[Start of section]

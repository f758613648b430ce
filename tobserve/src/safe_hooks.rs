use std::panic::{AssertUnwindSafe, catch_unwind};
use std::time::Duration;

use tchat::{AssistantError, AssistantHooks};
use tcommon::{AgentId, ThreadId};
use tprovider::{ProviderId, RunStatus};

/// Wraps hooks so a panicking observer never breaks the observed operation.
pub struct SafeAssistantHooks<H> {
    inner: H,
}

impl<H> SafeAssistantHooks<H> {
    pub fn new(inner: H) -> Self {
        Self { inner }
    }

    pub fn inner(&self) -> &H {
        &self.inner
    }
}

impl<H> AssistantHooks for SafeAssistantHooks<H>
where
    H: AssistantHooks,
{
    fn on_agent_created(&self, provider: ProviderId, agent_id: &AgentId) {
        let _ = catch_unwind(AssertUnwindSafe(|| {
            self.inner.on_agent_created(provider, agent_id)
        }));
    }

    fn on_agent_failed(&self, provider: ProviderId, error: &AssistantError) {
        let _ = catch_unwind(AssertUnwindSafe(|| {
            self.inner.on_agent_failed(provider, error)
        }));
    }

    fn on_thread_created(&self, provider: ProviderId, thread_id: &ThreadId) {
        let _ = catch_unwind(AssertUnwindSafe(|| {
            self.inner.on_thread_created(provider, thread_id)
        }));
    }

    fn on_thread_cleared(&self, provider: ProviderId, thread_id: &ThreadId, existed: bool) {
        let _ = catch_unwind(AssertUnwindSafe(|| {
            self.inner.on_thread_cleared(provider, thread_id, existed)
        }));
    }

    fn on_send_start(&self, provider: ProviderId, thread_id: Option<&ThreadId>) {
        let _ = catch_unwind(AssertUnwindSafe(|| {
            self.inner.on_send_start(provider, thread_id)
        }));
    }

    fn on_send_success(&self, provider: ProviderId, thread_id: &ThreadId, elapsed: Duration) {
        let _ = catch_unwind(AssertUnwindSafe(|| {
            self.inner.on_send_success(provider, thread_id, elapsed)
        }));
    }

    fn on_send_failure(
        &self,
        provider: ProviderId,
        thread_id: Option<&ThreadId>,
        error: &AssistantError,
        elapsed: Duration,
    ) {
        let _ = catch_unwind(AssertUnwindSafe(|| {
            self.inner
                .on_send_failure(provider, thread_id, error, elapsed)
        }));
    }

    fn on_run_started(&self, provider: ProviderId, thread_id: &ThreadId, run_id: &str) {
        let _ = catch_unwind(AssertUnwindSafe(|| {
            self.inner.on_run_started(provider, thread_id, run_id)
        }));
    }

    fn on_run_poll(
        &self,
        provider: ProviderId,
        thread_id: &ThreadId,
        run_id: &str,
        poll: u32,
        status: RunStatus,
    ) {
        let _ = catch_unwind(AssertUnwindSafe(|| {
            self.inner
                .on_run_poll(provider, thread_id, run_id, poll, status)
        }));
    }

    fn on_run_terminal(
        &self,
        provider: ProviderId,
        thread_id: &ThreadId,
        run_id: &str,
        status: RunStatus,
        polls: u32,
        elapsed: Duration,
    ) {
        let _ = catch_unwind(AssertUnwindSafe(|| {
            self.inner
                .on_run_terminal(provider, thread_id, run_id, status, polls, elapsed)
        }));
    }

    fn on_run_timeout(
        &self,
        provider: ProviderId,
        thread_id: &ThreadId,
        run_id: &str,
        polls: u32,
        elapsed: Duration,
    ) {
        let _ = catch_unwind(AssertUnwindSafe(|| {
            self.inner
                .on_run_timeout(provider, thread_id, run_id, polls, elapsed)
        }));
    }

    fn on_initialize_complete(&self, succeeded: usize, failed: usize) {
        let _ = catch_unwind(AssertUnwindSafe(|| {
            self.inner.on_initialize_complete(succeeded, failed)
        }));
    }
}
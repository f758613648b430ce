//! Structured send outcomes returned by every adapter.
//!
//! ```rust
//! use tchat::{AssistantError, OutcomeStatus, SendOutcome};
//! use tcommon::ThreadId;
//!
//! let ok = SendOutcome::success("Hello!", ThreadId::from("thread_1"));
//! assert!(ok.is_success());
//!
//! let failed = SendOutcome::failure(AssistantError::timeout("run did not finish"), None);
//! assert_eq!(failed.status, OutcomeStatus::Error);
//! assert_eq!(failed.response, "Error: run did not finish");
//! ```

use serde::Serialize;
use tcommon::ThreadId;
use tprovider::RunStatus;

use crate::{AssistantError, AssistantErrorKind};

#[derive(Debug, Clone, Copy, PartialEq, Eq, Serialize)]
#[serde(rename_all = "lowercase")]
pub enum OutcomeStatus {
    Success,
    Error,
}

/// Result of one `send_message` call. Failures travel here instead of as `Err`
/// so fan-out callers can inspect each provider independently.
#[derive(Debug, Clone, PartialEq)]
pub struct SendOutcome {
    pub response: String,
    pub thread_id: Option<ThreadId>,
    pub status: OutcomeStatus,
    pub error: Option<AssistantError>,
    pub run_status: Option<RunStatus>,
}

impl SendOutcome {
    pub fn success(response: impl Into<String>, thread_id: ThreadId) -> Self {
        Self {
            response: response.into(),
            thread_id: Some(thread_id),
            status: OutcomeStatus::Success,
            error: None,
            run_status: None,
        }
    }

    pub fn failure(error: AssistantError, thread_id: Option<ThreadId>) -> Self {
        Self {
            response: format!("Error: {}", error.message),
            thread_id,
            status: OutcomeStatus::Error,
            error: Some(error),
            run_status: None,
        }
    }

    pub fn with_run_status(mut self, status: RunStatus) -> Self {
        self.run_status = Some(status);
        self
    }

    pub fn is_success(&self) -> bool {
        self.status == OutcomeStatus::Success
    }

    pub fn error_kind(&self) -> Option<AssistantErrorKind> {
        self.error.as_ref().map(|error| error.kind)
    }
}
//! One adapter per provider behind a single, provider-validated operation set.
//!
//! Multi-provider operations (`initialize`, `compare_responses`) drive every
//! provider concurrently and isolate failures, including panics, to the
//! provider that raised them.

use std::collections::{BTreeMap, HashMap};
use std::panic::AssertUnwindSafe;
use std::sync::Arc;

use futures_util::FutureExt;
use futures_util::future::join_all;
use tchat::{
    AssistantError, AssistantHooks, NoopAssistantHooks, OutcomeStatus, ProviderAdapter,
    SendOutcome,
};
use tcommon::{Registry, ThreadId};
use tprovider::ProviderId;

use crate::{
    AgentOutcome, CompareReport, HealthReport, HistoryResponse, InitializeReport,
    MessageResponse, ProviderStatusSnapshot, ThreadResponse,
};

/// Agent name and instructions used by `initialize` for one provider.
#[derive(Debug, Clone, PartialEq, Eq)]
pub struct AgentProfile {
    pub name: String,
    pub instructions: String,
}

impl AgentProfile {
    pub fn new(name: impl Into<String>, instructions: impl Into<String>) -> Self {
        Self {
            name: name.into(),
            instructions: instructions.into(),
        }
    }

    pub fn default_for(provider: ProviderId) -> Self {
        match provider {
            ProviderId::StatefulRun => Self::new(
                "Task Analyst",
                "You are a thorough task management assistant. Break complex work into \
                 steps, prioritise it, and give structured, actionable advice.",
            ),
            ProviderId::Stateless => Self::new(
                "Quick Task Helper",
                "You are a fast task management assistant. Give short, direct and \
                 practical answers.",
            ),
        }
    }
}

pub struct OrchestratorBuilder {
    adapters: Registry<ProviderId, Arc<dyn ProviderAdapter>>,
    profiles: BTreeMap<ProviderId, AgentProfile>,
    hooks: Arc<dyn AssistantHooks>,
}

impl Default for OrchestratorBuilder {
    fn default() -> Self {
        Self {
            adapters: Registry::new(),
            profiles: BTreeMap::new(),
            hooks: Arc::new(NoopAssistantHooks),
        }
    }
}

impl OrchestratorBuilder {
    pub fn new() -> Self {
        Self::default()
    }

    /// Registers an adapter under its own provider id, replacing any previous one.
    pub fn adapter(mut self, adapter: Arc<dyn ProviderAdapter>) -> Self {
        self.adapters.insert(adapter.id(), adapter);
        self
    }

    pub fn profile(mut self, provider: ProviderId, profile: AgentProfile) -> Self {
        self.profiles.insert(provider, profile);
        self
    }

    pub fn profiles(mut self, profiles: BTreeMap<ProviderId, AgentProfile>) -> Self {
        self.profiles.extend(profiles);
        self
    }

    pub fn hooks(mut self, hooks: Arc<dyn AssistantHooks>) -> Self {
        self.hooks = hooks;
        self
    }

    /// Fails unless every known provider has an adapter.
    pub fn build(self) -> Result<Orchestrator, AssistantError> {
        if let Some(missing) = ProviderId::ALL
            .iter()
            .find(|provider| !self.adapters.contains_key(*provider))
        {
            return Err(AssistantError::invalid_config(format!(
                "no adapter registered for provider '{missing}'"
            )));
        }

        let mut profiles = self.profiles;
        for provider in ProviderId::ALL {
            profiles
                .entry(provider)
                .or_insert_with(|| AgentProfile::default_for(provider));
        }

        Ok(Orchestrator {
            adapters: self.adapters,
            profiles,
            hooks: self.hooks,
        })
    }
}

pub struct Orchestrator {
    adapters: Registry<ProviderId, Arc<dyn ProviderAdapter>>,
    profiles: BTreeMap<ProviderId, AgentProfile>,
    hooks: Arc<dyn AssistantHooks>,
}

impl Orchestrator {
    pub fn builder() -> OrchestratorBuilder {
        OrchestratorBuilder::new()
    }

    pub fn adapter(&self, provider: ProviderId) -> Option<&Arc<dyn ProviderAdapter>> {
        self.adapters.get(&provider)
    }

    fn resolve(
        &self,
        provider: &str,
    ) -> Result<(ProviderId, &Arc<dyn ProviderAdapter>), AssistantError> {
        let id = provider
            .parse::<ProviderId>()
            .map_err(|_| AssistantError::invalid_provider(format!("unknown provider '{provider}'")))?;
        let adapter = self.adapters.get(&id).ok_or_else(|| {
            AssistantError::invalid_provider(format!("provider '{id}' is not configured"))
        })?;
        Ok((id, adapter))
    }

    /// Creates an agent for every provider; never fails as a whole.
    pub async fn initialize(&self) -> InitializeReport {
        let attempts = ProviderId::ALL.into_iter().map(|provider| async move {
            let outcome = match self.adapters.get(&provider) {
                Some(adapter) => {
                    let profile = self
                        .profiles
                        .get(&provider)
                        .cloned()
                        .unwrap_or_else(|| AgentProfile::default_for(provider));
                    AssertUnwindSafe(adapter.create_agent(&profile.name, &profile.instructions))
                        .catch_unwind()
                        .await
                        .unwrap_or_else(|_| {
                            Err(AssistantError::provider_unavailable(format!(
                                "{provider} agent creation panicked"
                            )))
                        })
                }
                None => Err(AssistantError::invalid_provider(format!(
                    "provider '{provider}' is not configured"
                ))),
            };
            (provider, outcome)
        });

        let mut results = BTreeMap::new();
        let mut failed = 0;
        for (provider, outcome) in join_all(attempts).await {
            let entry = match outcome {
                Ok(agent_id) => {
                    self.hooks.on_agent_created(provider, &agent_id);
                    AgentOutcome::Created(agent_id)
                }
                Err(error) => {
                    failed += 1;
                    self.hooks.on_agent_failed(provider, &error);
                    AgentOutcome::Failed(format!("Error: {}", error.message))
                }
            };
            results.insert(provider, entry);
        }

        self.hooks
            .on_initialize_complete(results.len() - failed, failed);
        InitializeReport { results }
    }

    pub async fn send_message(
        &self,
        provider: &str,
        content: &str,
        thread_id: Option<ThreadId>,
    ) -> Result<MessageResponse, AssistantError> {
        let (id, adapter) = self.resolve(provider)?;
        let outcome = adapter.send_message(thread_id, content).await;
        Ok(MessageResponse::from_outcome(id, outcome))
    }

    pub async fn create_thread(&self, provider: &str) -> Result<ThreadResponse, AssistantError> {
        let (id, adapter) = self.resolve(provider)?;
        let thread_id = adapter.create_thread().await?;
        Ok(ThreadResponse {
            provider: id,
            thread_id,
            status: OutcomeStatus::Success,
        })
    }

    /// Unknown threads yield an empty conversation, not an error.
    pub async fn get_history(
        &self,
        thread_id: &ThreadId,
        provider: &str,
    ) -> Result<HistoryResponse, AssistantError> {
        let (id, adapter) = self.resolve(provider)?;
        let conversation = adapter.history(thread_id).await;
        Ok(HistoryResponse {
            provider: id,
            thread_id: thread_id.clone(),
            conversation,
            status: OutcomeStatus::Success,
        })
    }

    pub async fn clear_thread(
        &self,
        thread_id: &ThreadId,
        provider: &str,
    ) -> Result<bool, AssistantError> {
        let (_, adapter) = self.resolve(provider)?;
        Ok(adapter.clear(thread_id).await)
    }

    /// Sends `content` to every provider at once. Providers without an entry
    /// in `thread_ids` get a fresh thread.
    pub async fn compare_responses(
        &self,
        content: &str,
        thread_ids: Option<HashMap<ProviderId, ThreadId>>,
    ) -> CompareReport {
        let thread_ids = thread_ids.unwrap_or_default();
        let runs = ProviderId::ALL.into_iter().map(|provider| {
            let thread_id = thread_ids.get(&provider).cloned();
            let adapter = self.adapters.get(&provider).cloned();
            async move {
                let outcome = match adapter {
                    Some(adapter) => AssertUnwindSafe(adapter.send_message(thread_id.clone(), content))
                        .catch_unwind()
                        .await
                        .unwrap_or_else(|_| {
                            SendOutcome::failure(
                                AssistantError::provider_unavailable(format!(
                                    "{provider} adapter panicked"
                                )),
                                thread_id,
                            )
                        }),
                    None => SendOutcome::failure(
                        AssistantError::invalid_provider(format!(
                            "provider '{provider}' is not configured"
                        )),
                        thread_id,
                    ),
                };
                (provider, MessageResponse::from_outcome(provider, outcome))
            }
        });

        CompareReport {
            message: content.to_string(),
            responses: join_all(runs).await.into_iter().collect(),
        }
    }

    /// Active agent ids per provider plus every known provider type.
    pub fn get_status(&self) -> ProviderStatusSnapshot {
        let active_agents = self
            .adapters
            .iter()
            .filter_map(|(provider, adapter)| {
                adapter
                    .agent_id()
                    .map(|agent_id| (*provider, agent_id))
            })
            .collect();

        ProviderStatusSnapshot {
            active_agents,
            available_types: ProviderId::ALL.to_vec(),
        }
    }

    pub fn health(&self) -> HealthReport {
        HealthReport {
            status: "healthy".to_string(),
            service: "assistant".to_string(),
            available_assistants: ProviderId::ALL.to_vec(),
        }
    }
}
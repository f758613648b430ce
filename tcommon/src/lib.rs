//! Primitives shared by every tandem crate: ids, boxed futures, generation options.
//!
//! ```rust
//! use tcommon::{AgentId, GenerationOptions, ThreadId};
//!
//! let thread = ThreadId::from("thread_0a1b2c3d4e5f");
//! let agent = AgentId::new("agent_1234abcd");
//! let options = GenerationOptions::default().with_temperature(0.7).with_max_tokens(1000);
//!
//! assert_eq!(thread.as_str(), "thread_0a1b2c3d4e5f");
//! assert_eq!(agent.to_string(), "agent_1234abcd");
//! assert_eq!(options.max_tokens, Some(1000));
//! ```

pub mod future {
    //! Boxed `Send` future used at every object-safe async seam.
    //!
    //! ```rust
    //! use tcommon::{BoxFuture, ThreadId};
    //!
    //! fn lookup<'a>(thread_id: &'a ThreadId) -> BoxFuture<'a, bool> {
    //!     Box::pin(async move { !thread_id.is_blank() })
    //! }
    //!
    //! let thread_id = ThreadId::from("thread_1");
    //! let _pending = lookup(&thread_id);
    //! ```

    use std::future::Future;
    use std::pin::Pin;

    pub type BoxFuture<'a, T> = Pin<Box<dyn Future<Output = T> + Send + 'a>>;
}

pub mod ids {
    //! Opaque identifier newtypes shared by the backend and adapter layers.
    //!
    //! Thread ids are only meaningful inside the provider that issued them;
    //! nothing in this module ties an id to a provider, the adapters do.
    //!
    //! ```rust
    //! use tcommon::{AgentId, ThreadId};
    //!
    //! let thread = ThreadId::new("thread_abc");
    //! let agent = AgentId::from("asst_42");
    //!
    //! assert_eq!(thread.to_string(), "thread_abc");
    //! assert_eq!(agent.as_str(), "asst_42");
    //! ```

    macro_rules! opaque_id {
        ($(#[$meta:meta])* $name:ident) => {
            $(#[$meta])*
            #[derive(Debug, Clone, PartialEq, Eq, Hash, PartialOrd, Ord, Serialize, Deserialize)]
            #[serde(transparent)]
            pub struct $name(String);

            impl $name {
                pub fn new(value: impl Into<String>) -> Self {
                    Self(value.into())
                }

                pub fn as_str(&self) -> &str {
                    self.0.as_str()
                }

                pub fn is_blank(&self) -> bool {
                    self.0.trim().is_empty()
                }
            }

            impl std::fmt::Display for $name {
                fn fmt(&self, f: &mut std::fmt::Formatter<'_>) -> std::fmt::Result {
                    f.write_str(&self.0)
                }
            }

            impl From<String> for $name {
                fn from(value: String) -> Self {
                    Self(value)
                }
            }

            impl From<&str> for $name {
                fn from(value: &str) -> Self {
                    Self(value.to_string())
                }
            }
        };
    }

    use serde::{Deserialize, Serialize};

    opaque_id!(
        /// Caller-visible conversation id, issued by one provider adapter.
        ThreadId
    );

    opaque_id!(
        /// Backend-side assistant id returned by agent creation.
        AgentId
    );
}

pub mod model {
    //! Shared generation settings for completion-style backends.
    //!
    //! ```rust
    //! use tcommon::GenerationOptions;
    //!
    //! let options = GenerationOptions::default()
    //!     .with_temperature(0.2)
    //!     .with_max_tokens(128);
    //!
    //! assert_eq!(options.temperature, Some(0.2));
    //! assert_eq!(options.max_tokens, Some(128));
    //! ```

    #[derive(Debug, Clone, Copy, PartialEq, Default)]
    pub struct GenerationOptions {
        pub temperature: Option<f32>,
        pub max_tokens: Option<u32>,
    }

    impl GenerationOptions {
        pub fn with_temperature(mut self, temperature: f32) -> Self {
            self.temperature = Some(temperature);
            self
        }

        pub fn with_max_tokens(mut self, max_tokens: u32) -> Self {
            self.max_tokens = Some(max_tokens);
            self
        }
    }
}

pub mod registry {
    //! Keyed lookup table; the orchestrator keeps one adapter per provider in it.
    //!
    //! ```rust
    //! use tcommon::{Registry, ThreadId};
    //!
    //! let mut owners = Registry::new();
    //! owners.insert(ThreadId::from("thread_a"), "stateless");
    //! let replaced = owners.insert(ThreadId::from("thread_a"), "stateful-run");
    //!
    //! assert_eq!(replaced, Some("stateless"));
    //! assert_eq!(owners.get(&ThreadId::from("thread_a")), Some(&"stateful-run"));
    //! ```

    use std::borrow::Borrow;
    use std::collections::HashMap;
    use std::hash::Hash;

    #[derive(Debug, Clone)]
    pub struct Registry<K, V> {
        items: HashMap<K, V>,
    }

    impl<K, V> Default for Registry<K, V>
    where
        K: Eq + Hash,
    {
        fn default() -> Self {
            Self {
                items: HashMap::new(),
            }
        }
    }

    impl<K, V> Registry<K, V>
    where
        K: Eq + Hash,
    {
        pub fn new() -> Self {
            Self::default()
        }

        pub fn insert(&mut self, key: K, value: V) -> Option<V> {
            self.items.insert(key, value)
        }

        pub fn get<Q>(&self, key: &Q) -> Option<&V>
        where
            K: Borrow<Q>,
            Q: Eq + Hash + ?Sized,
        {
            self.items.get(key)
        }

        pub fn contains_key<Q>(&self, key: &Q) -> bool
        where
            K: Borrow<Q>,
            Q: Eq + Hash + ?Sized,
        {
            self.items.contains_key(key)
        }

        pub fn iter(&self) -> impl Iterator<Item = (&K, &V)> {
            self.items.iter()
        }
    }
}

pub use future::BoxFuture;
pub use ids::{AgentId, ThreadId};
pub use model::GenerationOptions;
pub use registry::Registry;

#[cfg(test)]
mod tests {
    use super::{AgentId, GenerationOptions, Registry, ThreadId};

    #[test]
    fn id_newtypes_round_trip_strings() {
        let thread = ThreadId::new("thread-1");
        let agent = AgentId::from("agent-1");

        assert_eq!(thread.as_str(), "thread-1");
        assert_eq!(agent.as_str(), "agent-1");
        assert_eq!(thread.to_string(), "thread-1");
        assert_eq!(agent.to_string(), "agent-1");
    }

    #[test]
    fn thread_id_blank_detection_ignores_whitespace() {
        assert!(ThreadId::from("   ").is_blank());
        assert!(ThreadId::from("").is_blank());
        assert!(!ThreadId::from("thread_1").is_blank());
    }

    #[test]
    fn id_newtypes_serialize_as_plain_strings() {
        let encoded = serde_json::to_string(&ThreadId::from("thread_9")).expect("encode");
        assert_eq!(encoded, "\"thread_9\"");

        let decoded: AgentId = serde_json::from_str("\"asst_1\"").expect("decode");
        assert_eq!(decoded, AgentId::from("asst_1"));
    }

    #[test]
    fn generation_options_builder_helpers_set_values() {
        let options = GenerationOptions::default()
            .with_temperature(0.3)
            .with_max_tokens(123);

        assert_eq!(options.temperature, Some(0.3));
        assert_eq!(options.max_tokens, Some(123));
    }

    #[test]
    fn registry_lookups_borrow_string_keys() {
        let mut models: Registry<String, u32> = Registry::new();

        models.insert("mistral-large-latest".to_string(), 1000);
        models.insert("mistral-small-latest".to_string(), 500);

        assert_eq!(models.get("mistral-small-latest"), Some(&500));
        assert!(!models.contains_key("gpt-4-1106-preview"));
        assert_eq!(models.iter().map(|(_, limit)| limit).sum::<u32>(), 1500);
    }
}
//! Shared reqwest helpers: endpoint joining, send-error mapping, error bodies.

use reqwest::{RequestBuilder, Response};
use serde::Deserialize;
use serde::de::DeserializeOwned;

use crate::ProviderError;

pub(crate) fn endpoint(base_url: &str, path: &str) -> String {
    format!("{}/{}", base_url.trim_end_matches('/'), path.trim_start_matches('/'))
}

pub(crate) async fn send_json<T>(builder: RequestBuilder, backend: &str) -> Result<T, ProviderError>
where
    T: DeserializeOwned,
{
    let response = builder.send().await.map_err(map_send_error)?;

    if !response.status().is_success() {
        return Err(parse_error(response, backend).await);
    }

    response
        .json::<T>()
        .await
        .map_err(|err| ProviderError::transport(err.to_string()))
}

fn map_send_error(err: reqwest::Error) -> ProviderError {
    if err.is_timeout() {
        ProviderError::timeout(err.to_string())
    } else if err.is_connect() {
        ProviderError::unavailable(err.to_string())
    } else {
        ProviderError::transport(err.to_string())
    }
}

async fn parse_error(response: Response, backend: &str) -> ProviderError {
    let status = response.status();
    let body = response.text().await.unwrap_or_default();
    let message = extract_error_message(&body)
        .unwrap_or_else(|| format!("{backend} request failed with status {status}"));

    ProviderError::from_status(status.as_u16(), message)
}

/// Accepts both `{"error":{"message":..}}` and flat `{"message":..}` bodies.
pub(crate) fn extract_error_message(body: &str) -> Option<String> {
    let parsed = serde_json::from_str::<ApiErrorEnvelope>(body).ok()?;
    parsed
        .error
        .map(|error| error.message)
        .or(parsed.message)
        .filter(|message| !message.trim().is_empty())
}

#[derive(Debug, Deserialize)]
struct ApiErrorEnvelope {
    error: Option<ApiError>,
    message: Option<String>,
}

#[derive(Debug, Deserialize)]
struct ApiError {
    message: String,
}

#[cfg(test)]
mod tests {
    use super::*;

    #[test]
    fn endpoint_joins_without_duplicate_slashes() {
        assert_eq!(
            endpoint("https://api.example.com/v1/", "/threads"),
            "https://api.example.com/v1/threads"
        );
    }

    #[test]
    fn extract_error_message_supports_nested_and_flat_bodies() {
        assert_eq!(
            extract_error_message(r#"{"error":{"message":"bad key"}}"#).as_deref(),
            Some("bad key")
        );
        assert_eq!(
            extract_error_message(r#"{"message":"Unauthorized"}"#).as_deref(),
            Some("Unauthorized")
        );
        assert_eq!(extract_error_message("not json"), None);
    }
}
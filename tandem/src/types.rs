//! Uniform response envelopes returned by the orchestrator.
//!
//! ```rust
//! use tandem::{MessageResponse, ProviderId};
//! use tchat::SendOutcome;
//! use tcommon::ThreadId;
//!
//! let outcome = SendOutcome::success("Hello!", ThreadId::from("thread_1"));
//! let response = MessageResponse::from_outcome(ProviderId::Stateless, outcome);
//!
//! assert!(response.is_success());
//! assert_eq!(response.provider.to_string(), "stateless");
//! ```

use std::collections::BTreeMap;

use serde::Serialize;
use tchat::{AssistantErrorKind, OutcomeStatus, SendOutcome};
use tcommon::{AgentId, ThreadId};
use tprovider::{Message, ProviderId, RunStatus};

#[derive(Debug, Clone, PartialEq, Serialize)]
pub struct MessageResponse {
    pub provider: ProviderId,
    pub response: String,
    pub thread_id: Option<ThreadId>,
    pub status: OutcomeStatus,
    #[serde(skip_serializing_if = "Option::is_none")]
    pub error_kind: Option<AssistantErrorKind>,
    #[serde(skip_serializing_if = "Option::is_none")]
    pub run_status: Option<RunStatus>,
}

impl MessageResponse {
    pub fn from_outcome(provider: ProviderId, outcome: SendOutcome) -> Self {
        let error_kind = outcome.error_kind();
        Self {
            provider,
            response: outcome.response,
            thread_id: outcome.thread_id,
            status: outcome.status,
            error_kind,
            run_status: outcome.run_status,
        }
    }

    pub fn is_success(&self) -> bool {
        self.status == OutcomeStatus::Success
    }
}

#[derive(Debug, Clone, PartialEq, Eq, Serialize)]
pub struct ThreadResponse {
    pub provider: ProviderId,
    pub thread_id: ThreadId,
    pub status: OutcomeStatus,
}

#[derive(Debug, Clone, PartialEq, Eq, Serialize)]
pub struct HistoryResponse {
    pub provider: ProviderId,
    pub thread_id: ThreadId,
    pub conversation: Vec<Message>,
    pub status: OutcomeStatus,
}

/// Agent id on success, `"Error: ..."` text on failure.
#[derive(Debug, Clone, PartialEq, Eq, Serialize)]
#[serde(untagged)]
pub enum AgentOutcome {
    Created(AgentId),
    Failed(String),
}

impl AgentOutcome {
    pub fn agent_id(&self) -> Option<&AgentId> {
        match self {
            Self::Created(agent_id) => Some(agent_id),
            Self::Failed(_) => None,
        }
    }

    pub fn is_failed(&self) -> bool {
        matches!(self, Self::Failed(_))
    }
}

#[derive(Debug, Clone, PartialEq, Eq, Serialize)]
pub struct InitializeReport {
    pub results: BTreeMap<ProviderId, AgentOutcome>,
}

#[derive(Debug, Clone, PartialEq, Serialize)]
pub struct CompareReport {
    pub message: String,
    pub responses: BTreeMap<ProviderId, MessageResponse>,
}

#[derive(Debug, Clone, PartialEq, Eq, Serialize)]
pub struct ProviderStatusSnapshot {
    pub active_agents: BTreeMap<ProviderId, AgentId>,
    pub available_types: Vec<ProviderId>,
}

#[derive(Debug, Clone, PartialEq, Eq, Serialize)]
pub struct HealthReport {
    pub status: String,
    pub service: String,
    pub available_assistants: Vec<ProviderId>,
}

[End of section]

Every line where "transport" appears must be returned from the listing above.

ANSWER FOR THE TASK:
        .map_err(|err| ProviderError::transport(err.to_string()))
        ProviderError::transport(err.to_string())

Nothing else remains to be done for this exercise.